I am working on a project with a lot of "dirty" data where several columns have up to 30% missing values. Should I just drop these rows, or is mean/median imputation sufficient? I've heard about MICE and KNN imputation but I'm worried about the computational cost on a dataset with millions of records. What is the industry standard for this?
3 answers
Handling missing data is an art. If the data is Missing Completely at Random (MCAR), you might get away with simple imputation. However, if there's a pattern to the missingness, simple mean imputation will bias your model. For large datasets, dropping rows is usually a last resort because you lose valuable information. I suggest looking into "Indicator Variables" where you flag the missingness as a feature itself. For high-scale data, iterative imputer (similar to MICE) in Scikit-Learn is quite robust. Always validate your approach by checking if the distribution of the feature changes significantly after imputation.
Have you checked if the missing values are concentrated in specific segments of your target population or are they uniform?
For millions of rows, complex methods like KNN are too slow. Use simple imputation or XGBoost which handles missing values internally.
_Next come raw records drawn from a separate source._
//! Storage configuration

use crate::backend::{MemoryBackend, SqliteBackend, StorageBackend};
use crate::StorageError;
use serde::{Deserialize, Serialize};
use std::sync::Arc;
use tracing::info;

/// Storage engine selection
#[derive(Debug, Clone, Copy, PartialEq, Eq, Serialize, Deserialize)]
#[serde(rename_all = "lowercase")]
pub enum BackendKind {
    Memory,
    Sqlite,
}

/// Storage configuration
#[derive(Debug, Clone, Serialize, Deserialize)]
#[serde(default)]
pub struct StorageConfig {
    pub backend: BackendKind,

    /// SQLite connection URL (ignored by the memory backend)
    pub database_url: String,

    /// Pool size for the SQLite backend
    pub max_connections: u32,

    /// Create the database file if it does not exist
    pub create_if_missing: bool,
}

impl Default for StorageConfig {
    fn default() -> Self {
        Self {
            backend: BackendKind::Sqlite,
            database_url: "sqlite://redpin.db".to_string(),
            max_connections: 4,
            create_if_missing: true,
        }
    }
}

impl StorageConfig {
    /// Volatile storage, for tests and demos
    pub fn in_memory() -> Self {
        Self {
            backend: BackendKind::Memory,
            ..Default::default()
        }
    }

    /// SQLite storage at `database_url`
    pub fn sqlite(database_url: impl Into<String>) -> Self {
        Self {
            backend: BackendKind::Sqlite,
            database_url: database_url.into(),
            ..Default::default()
        }
    }

    /// Open the configured backend
    pub async fn open(&self) -> Result<Arc<dyn StorageBackend>, StorageError> {
        info!("Opening {:?} storage backend", self.backend);

        let backend: Arc<dyn StorageBackend> = match self.backend {
            BackendKind::Memory => Arc::new(MemoryBackend::new()),
            BackendKind::Sqlite => Arc::new(
                SqliteBackend::connect(
                    &self.database_url,
                    self.max_connections,
                    self.create_if_missing,
                )
                .await?,
            ),
        };

        Ok(backend)
    }
}

#[cfg(test)]
mod tests {
    use super::*;

    #[test]
    fn test_default_config() {
        let config = StorageConfig::default();
        assert_eq!(config.backend, BackendKind::Sqlite);
        assert_eq!(config.max_connections, 4);
        assert!(config.create_if_missing);
    }

    #[tokio::test]
    async fn test_open_memory_backend() {
        let backend = StorageConfig::in_memory().open().await.unwrap();
        assert_eq!(backend.name(), "memory");
    }

    #[tokio::test]
    async fn test_open_missing_database_without_create() {
        let config = StorageConfig {
            create_if_missing: false,
            ..StorageConfig::sqlite("sqlite:///nonexistent/redpin/test.db")
        };

        let err = config.open().await.unwrap_err();
        assert!(matches!(err, StorageError::DatabaseError(_)));
    }
}
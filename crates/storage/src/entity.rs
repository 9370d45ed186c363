//! Persistable entities

use crate::identifier::{
    EntityIdentifier, BLUETOOTH_READING, FINGERPRINT, GSM_READING, LOCATION, MAP, MEASUREMENT,
    WIFI_READING,
};
use model::{BluetoothReading, Fingerprint, GsmReading, Location, Map, Measurement, WifiReading};
use serde::de::DeserializeOwned;
use serde::{Deserialize, Serialize};

/// A domain object stored through an [`EntityHome`](crate::EntityHome).
///
/// The storage id is assigned by the backend on first insert. The
/// identifier is a fixed constant, never derived from the Rust type name.
pub trait Entity: Serialize + DeserializeOwned + Clone + Send + Sync + 'static {
    const IDENTIFIER: EntityIdentifier;

    fn id(&self) -> Option<i64>;

    fn set_id(&mut self, id: i64);
}

macro_rules! impl_entity {
    ($ty:ty, $identifier:expr) => {
        impl Entity for $ty {
            const IDENTIFIER: EntityIdentifier = $identifier;

            fn id(&self) -> Option<i64> {
                self.id
            }

            fn set_id(&mut self, id: i64) {
                self.id = Some(id);
            }
        }
    };
}

impl_entity!(GsmReading, GSM_READING);
impl_entity!(WifiReading, WIFI_READING);
impl_entity!(BluetoothReading, BLUETOOTH_READING);
impl_entity!(Map, MAP);
impl_entity!(Location, LOCATION);
impl_entity!(Fingerprint, FINGERPRINT);
impl_entity!(MeasurementRecord, MEASUREMENT);

/// Stored header of a [`Measurement`]; its readings live in vector homes
#[derive(Debug, Clone, Copy, PartialEq, Eq, Default, Serialize, Deserialize)]
pub struct MeasurementRecord {
    pub id: Option<i64>,
    pub timestamp_ms: i64,
}

impl From<&Measurement> for MeasurementRecord {
    fn from(measurement: &Measurement) -> Self {
        Self {
            id: measurement.id,
            timestamp_ms: measurement.timestamp_ms,
        }
    }
}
I agree with Kimberly. Modern gradient boosting algorithms are surprisingly good at learning the best direction for missing values during the training phase.
They seem to be concentrated in the older demographic. That's a huge red flag! It means your data is Missing Not at Random (MNAR). If you just impute the average, you'll misrepresent that entire age group. In this case, you should try to find why the data is missing or use more advanced modeling that accounts for this systematic bias. Domain knowledge is often more important here than the actual algorithm used.